= Prompt =
The records follow. Filter them to the lines that hold "ChoiceError".

====== Excerpted records ======

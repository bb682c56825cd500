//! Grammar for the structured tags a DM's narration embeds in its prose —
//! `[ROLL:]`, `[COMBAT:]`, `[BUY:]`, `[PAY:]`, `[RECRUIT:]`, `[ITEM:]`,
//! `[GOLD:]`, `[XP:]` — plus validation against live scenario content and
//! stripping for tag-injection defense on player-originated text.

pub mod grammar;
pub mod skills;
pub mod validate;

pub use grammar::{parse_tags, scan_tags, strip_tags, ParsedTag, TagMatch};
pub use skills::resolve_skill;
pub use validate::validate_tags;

======
====== Excerpted records ======

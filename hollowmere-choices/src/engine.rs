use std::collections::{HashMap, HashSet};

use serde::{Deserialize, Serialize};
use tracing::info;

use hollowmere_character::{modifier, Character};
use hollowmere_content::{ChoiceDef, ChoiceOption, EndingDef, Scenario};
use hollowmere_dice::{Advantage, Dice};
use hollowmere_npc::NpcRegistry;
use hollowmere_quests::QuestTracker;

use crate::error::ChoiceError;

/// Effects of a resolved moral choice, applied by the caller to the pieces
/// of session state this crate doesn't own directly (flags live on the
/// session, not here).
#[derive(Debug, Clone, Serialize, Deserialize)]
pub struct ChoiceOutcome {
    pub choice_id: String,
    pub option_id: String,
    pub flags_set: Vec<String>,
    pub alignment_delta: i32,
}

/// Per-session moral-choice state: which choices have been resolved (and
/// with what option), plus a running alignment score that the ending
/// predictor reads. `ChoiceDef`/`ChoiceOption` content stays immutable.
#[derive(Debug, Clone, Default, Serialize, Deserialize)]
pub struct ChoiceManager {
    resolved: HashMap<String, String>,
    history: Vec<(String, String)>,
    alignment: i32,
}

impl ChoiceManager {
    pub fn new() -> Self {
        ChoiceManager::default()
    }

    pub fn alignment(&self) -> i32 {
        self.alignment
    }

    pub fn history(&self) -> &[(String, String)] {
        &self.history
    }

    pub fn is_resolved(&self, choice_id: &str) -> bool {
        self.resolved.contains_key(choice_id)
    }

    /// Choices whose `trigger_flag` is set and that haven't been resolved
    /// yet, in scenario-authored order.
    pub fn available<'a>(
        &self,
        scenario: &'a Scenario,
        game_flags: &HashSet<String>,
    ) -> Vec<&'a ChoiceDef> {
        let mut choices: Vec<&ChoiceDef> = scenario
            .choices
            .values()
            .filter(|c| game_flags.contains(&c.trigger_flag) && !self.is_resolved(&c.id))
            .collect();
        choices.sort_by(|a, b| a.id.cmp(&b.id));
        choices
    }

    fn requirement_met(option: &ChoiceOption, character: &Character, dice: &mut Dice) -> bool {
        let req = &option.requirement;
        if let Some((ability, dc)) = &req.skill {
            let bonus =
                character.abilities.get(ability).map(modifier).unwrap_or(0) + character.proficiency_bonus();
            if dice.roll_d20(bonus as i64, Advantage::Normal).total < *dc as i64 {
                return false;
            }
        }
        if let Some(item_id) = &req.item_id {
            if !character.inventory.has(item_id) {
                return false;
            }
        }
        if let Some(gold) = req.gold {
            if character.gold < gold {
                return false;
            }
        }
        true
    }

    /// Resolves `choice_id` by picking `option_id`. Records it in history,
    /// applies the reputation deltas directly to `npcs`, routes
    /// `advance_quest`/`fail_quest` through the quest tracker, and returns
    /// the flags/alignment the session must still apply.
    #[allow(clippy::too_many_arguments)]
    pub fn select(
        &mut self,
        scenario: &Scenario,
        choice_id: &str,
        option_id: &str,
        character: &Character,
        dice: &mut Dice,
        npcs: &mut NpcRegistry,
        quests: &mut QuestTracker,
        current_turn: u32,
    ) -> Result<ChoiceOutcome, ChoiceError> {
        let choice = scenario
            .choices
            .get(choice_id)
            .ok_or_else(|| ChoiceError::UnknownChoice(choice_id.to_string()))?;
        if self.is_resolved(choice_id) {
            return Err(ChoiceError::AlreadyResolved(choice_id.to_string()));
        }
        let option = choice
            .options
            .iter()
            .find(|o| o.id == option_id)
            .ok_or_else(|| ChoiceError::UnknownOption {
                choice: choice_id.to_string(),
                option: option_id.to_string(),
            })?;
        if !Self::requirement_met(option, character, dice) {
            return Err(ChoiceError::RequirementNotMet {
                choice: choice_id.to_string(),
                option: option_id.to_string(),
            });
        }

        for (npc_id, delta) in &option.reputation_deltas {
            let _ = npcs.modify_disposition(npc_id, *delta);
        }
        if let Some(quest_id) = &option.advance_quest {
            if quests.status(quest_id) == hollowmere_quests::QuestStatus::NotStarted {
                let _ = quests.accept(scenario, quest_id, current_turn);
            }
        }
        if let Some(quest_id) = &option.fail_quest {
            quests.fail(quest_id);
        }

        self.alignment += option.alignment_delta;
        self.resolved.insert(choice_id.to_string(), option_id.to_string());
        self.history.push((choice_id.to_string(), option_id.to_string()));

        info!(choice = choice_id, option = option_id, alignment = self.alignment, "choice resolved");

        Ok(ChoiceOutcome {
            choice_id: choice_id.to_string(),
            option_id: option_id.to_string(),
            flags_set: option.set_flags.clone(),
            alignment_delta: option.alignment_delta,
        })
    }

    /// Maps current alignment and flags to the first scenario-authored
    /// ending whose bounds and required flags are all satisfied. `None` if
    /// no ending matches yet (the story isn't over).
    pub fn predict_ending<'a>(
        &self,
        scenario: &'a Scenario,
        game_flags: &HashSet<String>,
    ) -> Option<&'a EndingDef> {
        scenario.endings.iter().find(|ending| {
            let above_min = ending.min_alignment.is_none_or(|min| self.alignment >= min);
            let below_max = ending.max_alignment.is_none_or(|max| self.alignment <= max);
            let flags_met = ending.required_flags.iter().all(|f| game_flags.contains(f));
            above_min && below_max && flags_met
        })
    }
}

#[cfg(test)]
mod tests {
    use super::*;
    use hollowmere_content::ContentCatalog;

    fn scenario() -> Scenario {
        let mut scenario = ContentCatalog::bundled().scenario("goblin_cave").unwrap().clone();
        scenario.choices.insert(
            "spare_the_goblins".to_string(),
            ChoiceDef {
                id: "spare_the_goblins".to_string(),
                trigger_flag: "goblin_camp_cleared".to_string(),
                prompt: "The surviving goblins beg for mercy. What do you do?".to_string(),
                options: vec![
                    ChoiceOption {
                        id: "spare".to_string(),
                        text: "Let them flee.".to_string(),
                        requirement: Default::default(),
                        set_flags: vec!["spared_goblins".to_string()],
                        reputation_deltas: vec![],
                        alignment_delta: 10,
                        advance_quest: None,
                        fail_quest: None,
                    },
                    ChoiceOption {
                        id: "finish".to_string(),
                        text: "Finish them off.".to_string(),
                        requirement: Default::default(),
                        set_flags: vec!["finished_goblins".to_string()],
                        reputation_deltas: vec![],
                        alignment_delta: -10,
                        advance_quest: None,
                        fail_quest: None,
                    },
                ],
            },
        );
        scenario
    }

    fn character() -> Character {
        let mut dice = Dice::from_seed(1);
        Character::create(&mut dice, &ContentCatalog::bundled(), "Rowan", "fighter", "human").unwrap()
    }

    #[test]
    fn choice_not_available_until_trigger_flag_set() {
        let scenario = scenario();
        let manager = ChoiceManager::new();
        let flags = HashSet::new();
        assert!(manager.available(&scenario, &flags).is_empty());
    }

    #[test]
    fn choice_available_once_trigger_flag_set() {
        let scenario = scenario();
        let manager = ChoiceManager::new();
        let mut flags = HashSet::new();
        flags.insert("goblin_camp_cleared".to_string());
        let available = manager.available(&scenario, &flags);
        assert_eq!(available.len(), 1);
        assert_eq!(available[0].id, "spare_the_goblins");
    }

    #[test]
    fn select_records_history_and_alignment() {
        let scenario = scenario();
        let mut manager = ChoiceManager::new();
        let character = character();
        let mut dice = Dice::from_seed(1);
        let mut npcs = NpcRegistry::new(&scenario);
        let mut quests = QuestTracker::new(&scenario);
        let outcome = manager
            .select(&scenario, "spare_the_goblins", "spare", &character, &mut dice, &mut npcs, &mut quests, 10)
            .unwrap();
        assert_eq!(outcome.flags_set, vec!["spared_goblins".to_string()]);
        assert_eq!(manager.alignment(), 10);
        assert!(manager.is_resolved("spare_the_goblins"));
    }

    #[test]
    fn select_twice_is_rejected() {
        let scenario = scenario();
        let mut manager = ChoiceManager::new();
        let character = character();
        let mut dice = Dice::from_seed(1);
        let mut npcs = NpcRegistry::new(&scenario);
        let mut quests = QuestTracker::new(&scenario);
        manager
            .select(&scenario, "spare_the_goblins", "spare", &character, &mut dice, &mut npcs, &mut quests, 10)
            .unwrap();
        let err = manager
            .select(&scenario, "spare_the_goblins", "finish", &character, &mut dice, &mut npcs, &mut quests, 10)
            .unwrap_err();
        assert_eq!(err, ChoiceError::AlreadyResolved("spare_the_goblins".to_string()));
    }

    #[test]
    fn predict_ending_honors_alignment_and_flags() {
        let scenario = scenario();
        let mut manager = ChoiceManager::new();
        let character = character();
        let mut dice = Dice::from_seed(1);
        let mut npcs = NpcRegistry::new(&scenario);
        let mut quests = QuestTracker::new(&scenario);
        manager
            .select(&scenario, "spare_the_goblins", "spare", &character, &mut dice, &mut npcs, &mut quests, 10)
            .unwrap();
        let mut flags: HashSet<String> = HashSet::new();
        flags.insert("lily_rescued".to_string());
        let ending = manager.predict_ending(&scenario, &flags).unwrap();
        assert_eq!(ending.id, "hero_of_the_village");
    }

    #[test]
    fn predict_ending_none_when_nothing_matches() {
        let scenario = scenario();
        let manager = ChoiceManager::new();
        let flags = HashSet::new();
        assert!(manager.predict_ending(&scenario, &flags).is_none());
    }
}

======

= Response to the exercise =
use crate::error::ChoiceError;
    ) -> Result<ChoiceOutcome, ChoiceError> {
            .ok_or_else(|| ChoiceError::UnknownChoice(choice_id.to_string()))?;
            return Err(ChoiceError::AlreadyResolved(choice_id.to_string()));
            .ok_or_else(|| ChoiceError::UnknownOption {
            return Err(ChoiceError::RequirementNotMet {
        assert_eq!(err, ChoiceError::AlreadyResolved("spare_the_goblins".to_string()));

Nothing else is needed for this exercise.